No talk of quotas in the 100-day agenda. This includes the pending extension of quotas to private, unaided colleges. To a question, he said: “I am here only to talk about the agenda.” And, understandably, there is no desire to go back to the ancient past, like Joshi.
Sibal has reached out to Dalits, other backward classes (OBCs) and minorities - collectively an important chunk of the Congress’ support base - but talked of incentives rather than quotas.
Sibal’s 100-day agenda is full of such examples:
1. Interest subsidy on loans for poor students, remedial coaching for students from SC.
2. ST and minority communities in higher education.
3. Equal opportunity offices in all universities for effective implementation of schemes for the disadvantaged.
4. Recasting the National Literacy Mission to focus on women.
5. Madrasa modernisation and skill development for Muslim children.
6. Model colleges in 100 districts with significant populations from weaker sections, and 100 hostels for girls in such districts.
But not a word on quotas.
India has 16 per cent Scheduled Castes, 8 per cent Scheduled Tribes, 41 per cent OBCs according to National Sample Survey Organisation estimates and 13.4 per cent Muslims. Together, these relatively disadvantaged groups constitute the majority of India.
Noted educationist and a professor of Jawaharlal Nehru University (JNU), Deepak Kumar, said the change in approach was expected. “Reservation has already divided society. So the Congress will initially try to put Mandal on the back-burner just as the BJP is trying to put Kamandal on the back-burner.”
“Things could, however, change when the next elections approach,” he said.
Kumar said the state should provide facilities and incentives — alongside the quota regime that has hit its outer limit — so that the most needy Dalits can benefit.
“Quotas see the son of an IAS officer and a cobbler as equal. If the state wants to help the disadvantaged, why not help the cobbler’s son with easy educational credit or scholarship with income limits attached?”

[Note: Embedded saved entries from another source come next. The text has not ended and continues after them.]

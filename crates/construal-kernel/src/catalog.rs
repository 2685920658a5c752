//! Catalog provider: items, recipes, location sets, embeddings and prior beliefs.

use std::collections::{BTreeMap, HashMap};
use std::path::Path;

use anyhow::{Context, Result};
use construal_core::CatalogError;
use serde::{Deserialize, Serialize};

/// Most ingredients a single recipe may list.
pub const MAX_INGREDIENTS: usize = 5;

/// Item name -> location names.
pub type Placement = BTreeMap<String, Vec<String>>;

/// Read-only reference data an episode is built from.
///
/// Unresolvable ids fail with [`CatalogError::NotFound`]; nothing is defaulted.
pub trait Catalog: Send + Sync {
    /// Every item, in catalog order.
    fn items(&self) -> Vec<String>;

    /// `(ingredient, count)` pairs needed to make `item`. Empty for raw items.
    fn recipe(&self, item: &str) -> Result<Vec<(String, u32)>, CatalogError>;

    /// Ids of every location set.
    fn location_sets(&self) -> Vec<String>;

    /// Ordered named locations of a set.
    fn locations(&self, set: &str) -> Result<Vec<String>, CatalogError>;

    fn embedding(&self, item: &str) -> Result<Vec<f64>, CatalogError>;

    /// Belief an episode starts from.
    fn initial_belief(&self, set: &str) -> Result<Placement, CatalogError>;

    /// Precomputed scaling-mode belief for one abstraction level.
    fn abstraction_table(&self, set: &str, level: usize) -> Result<Placement, CatalogError>;

    /// Where items really are. Only simulated actuators need this.
    fn ground_truth(&self, set: &str) -> Result<Placement, CatalogError> {
        Err(CatalogError::not_found("ground truth", set))
    }
}

/// On-disk catalog layout.
#[derive(Debug, Clone, Default, Serialize, Deserialize)]
pub struct CatalogDocument {
    #[serde(default)]
    pub items: Vec<ItemEntry>,
    #[serde(default)]
    pub location_sets: Vec<LocationSetEntry>,
}

#[derive(Debug, Clone, Serialize, Deserialize)]
pub struct ItemEntry {
    pub name: String,
    #[serde(default)]
    pub recipe: Vec<Ingredient>,
    #[serde(default)]
    pub embedding: Vec<f64>,
}

#[derive(Debug, Clone, Serialize, Deserialize)]
pub struct Ingredient {
    pub item: String,
    #[serde(default = "default_count")]
    pub count: u32,
}

fn default_count() -> u32 {
    1
}

#[derive(Debug, Clone, Serialize, Deserialize)]
pub struct LocationSetEntry {
    pub id: String,
    pub locations: Vec<String>,
    /// Prior belief
    #[serde(default)]
    pub belief: Placement,
    /// Scaling tables keyed by level
    #[serde(default)]
    pub scaling: BTreeMap<usize, Placement>,
    /// Where items really are; read by the simulated actuator only
    #[serde(default)]
    pub placement: Placement,
}

/// [`Catalog`] backed by one YAML or JSON document.
#[derive(Debug, Clone)]
pub struct DocumentCatalog {
    document: CatalogDocument,
    items: HashMap<String, usize>,
    sets: HashMap<String, usize>,
}

impl DocumentCatalog {
    /// Load a catalog document. `.json` files are parsed as JSON, anything else as YAML.
    pub fn load(path: &Path) -> Result<Self> {
        let content = std::fs::read_to_string(path)
            .with_context(|| format!("Failed to read catalog from {}", path.display()))?;
        let document: CatalogDocument = match path.extension().and_then(|e| e.to_str()) {
            Some("json") => serde_json::from_str(&content)
                .with_context(|| format!("Failed to parse catalog from {}", path.display()))?,
            _ => serde_yaml::from_str(&content)
                .with_context(|| format!("Failed to parse catalog from {}", path.display()))?,
        };
        Self::from_document(document)
            .with_context(|| format!("Invalid catalog {}", path.display()))
    }

    pub fn from_document(document: CatalogDocument) -> Result<Self, CatalogError> {
        let mut items = HashMap::with_capacity(document.items.len());
        for (i, entry) in document.items.iter().enumerate() {
            if items.insert(entry.name.clone(), i).is_some() {
                return Err(CatalogError::Invalid(format!(
                    "duplicate item {}",
                    entry.name
                )));
            }
            if entry.recipe.len() > MAX_INGREDIENTS {
                return Err(CatalogError::Invalid(format!(
                    "recipe for {} lists {} ingredients (max {MAX_INGREDIENTS})",
                    entry.name,
                    entry.recipe.len()
                )));
            }
        }
        let mut sets = HashMap::with_capacity(document.location_sets.len());
        for (i, entry) in document.location_sets.iter().enumerate() {
            if sets.insert(entry.id.clone(), i).is_some() {
                return Err(CatalogError::Invalid(format!(
                    "duplicate location set {}",
                    entry.id
                )));
            }
        }
        Ok(Self {
            document,
            items,
            sets,
        })
    }

    pub fn document(&self) -> &CatalogDocument {
        &self.document
    }

    fn item(&self, name: &str) -> Result<&ItemEntry, CatalogError> {
        self.items
            .get(name)
            .map(|i| &self.document.items[*i])
            .ok_or_else(|| CatalogError::not_found("item", name))
    }

    fn set(&self, id: &str) -> Result<&LocationSetEntry, CatalogError> {
        self.sets
            .get(id)
            .map(|i| &self.document.location_sets[*i])
            .ok_or_else(|| CatalogError::not_found("location set", id))
    }
}

impl Catalog for DocumentCatalog {
    fn items(&self) -> Vec<String> {
        self.document.items.iter().map(|e| e.name.clone()).collect()
    }

    fn recipe(&self, item: &str) -> Result<Vec<(String, u32)>, CatalogError> {
        Ok(self
            .item(item)?
            .recipe
            .iter()
            .map(|i| (i.item.clone(), i.count))
            .collect())
    }

    fn location_sets(&self) -> Vec<String> {
        self.document
            .location_sets
            .iter()
            .map(|s| s.id.clone())
            .collect()
    }

    fn locations(&self, set: &str) -> Result<Vec<String>, CatalogError> {
        Ok(self.set(set)?.locations.clone())
    }

    fn embedding(&self, item: &str) -> Result<Vec<f64>, CatalogError> {
        let entry = self.item(item)?;
        if entry.embedding.is_empty() {
            return Err(CatalogError::MissingEmbedding {
                item: item.to_string(),
            });
        }
        Ok(entry.embedding.clone())
    }

    fn initial_belief(&self, set: &str) -> Result<Placement, CatalogError> {
        Ok(self.set(set)?.belief.clone())
    }

    fn abstraction_table(&self, set: &str, level: usize) -> Result<Placement, CatalogError> {
        self.set(set)?
            .scaling
            .get(&level)
            .cloned()
            .ok_or_else(|| CatalogError::not_found("scaling table", format!("{set}/{level}")))
    }

    fn ground_truth(&self, set: &str) -> Result<Placement, CatalogError> {
        Ok(self.set(set)?.placement.clone())
    }
}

JNU teacher Amir Ali agreed with this line: “Affirmative action has a positive connotation to it. With reservation, how far can you go on and on? And then there will be demands for quotas within quotas.”
Arjun Singh’s time was different. He courted controversy by introducing OBC quotas in central educational institutions. He also promised quotas for private unaided colleges, which have found no mention in Sibal’s 100-day agenda.